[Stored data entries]

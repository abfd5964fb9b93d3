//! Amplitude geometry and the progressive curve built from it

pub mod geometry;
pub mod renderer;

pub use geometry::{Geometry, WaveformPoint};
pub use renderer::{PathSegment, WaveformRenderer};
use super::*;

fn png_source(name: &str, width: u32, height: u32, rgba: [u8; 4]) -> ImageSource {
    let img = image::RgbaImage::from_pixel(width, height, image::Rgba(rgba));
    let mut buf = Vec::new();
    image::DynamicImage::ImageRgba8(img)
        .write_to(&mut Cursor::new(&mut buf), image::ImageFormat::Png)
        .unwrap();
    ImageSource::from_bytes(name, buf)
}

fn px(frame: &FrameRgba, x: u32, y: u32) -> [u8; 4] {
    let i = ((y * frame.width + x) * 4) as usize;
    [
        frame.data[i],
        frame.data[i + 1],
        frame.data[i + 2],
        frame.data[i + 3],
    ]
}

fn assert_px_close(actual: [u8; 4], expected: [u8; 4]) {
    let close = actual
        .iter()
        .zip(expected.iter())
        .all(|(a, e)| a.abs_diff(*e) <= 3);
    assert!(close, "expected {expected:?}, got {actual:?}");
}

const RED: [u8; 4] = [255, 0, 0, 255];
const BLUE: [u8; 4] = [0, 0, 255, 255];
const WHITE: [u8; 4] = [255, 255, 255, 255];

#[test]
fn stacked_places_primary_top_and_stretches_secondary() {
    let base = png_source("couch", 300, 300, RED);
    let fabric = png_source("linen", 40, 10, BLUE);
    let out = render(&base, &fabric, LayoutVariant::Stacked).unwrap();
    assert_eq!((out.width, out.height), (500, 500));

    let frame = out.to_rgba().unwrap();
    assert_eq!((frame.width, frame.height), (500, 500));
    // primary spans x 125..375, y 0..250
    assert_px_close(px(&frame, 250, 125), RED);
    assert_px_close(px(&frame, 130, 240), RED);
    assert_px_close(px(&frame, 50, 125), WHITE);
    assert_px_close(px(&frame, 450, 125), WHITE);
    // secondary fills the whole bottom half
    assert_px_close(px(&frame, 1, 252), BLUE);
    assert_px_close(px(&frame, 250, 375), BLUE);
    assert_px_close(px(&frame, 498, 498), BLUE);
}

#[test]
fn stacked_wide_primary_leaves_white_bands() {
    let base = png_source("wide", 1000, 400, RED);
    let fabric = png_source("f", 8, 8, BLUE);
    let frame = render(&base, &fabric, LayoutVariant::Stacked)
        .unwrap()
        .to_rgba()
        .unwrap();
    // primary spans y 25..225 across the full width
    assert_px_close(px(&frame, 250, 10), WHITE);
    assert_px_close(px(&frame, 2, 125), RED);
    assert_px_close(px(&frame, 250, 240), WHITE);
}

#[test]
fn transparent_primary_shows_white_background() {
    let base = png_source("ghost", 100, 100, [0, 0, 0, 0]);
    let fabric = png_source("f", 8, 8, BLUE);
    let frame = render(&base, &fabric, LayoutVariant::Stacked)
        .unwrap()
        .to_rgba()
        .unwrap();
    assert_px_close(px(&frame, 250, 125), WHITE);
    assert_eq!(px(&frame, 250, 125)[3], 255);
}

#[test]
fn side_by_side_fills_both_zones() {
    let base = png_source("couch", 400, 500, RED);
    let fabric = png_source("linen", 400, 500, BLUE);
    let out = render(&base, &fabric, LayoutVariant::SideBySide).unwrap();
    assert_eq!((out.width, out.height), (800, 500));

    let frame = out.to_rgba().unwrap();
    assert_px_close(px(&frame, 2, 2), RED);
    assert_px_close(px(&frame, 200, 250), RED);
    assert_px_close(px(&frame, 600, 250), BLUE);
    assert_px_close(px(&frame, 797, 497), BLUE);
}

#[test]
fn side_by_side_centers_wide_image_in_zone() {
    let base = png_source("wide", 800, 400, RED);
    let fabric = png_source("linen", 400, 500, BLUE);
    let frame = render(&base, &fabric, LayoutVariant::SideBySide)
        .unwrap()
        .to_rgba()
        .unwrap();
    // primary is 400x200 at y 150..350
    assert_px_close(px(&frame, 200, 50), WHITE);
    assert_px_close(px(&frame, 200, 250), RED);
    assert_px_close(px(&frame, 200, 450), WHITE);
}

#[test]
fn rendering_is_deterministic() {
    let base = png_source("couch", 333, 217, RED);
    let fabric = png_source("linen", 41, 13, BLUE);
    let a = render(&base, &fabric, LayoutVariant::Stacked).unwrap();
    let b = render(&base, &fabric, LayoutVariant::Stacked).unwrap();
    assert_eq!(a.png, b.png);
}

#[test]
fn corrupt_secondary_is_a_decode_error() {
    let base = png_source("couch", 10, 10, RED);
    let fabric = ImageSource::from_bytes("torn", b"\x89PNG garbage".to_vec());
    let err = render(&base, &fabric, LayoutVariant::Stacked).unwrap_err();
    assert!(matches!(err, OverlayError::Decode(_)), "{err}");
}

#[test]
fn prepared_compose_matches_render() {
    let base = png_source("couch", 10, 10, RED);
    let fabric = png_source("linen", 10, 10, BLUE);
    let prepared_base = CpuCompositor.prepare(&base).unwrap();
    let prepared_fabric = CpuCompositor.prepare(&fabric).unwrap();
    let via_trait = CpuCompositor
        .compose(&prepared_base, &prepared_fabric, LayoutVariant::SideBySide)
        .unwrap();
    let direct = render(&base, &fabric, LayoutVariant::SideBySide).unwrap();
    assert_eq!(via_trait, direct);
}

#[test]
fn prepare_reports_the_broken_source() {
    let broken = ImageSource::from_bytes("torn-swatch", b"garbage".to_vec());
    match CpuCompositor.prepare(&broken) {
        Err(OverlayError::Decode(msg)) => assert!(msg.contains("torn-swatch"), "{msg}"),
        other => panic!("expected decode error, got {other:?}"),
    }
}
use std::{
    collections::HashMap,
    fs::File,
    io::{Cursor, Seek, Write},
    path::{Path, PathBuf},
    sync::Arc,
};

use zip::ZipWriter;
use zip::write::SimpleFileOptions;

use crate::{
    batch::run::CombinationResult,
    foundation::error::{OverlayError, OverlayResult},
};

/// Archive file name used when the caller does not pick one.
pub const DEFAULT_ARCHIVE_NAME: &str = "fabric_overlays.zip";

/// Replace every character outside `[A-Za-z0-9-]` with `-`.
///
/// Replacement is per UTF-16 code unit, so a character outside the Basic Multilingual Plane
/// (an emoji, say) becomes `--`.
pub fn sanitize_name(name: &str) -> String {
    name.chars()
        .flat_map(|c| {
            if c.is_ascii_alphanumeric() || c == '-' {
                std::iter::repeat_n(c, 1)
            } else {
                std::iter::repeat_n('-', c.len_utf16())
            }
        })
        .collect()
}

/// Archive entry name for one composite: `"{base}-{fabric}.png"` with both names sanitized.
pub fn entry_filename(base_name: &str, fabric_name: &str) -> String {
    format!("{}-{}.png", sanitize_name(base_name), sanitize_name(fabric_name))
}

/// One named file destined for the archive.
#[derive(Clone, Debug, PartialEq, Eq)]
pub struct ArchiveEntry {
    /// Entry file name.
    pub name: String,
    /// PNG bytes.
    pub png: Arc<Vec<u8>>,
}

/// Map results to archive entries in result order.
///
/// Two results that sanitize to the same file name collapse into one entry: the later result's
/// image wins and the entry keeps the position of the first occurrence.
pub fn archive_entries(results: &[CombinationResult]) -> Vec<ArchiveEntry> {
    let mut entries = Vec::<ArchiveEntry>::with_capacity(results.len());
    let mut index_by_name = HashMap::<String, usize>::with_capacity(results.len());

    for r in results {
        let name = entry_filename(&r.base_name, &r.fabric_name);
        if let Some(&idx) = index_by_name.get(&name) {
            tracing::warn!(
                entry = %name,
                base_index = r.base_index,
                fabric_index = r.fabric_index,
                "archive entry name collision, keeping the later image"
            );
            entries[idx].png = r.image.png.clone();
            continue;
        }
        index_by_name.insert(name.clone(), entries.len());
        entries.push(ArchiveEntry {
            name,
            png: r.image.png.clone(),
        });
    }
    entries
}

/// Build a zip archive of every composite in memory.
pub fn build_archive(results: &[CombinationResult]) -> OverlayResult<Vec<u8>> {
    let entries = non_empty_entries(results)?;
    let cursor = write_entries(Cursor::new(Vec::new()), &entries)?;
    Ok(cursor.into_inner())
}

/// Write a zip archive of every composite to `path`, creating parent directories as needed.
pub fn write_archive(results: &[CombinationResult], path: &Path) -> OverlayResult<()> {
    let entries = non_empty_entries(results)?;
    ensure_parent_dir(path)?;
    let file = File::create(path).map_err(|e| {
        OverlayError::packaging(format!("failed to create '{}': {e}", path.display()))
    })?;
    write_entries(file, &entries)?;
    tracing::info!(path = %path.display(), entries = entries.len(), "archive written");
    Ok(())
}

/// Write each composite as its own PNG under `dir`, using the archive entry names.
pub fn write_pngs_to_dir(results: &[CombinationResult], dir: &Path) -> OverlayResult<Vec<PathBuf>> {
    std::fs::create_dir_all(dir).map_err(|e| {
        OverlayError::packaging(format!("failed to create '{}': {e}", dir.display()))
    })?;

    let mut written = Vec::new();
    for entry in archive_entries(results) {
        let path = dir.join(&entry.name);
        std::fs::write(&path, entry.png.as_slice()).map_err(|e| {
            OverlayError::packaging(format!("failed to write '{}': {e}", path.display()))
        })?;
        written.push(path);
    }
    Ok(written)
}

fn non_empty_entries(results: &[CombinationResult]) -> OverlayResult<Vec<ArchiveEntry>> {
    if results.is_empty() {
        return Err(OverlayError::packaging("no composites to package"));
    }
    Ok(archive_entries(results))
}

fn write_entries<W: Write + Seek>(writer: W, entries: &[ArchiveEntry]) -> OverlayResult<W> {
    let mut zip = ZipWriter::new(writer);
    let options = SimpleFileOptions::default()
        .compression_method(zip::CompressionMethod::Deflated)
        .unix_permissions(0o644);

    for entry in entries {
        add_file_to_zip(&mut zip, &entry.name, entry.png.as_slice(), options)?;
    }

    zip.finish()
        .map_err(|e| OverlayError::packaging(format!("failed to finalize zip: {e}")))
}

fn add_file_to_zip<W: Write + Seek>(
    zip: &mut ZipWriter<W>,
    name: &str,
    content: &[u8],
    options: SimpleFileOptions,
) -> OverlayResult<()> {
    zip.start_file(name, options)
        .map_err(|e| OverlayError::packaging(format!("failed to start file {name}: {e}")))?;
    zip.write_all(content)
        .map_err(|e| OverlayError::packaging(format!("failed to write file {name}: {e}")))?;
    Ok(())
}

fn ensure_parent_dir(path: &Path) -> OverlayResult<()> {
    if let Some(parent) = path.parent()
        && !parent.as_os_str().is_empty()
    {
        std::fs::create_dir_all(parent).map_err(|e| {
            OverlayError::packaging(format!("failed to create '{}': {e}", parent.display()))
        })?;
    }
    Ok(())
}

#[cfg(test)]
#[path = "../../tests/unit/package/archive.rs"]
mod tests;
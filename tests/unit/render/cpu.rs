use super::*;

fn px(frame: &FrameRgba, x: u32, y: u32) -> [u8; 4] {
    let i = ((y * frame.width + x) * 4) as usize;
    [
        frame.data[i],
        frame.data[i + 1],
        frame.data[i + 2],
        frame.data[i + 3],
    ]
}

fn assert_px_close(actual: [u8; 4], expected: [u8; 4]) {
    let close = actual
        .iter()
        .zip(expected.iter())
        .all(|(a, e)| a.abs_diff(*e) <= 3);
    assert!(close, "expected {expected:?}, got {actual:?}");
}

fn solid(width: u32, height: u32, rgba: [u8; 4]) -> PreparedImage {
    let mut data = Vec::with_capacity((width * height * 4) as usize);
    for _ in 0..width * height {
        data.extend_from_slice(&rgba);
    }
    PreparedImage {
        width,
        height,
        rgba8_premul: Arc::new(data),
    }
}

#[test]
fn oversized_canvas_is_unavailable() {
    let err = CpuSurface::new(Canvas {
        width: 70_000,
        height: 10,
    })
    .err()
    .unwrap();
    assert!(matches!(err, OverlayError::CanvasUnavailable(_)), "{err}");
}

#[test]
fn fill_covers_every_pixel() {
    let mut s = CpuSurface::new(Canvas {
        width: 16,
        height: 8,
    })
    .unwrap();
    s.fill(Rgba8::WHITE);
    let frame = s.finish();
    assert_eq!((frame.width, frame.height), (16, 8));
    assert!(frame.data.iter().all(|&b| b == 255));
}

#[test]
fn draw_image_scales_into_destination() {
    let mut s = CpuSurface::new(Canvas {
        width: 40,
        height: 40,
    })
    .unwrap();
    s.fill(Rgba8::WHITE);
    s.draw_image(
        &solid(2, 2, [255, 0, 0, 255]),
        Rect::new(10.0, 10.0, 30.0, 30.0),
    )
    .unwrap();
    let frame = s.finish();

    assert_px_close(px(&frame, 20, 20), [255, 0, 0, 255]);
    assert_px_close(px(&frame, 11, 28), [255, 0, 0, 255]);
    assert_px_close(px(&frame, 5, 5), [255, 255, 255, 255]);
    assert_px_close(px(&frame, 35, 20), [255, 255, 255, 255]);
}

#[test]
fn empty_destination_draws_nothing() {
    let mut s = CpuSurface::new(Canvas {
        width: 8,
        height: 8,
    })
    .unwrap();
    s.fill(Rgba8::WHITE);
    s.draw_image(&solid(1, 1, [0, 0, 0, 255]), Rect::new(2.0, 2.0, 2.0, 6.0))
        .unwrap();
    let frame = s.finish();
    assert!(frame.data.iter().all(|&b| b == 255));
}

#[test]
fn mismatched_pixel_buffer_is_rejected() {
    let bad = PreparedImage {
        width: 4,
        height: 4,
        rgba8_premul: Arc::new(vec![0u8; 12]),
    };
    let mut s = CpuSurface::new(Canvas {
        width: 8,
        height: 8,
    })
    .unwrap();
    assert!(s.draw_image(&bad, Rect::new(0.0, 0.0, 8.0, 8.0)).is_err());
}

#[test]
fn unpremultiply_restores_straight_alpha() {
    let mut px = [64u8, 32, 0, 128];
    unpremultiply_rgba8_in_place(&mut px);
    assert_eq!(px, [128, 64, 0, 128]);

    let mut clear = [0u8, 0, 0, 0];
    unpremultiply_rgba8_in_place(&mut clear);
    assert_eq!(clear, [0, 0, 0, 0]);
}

_YOUR GOAL_
Search the entries for the word "linen". Copy every line where it occurs.

_EXERCISE OUTPUT_
    let fabric = png_source("linen", 40, 10, BLUE);
    let fabric = png_source("linen", 400, 500, BLUE);
    let fabric = png_source("linen", 400, 500, BLUE);
    let fabric = png_source("linen", 41, 13, BLUE);
    let fabric = png_source("linen", 10, 10, BLUE);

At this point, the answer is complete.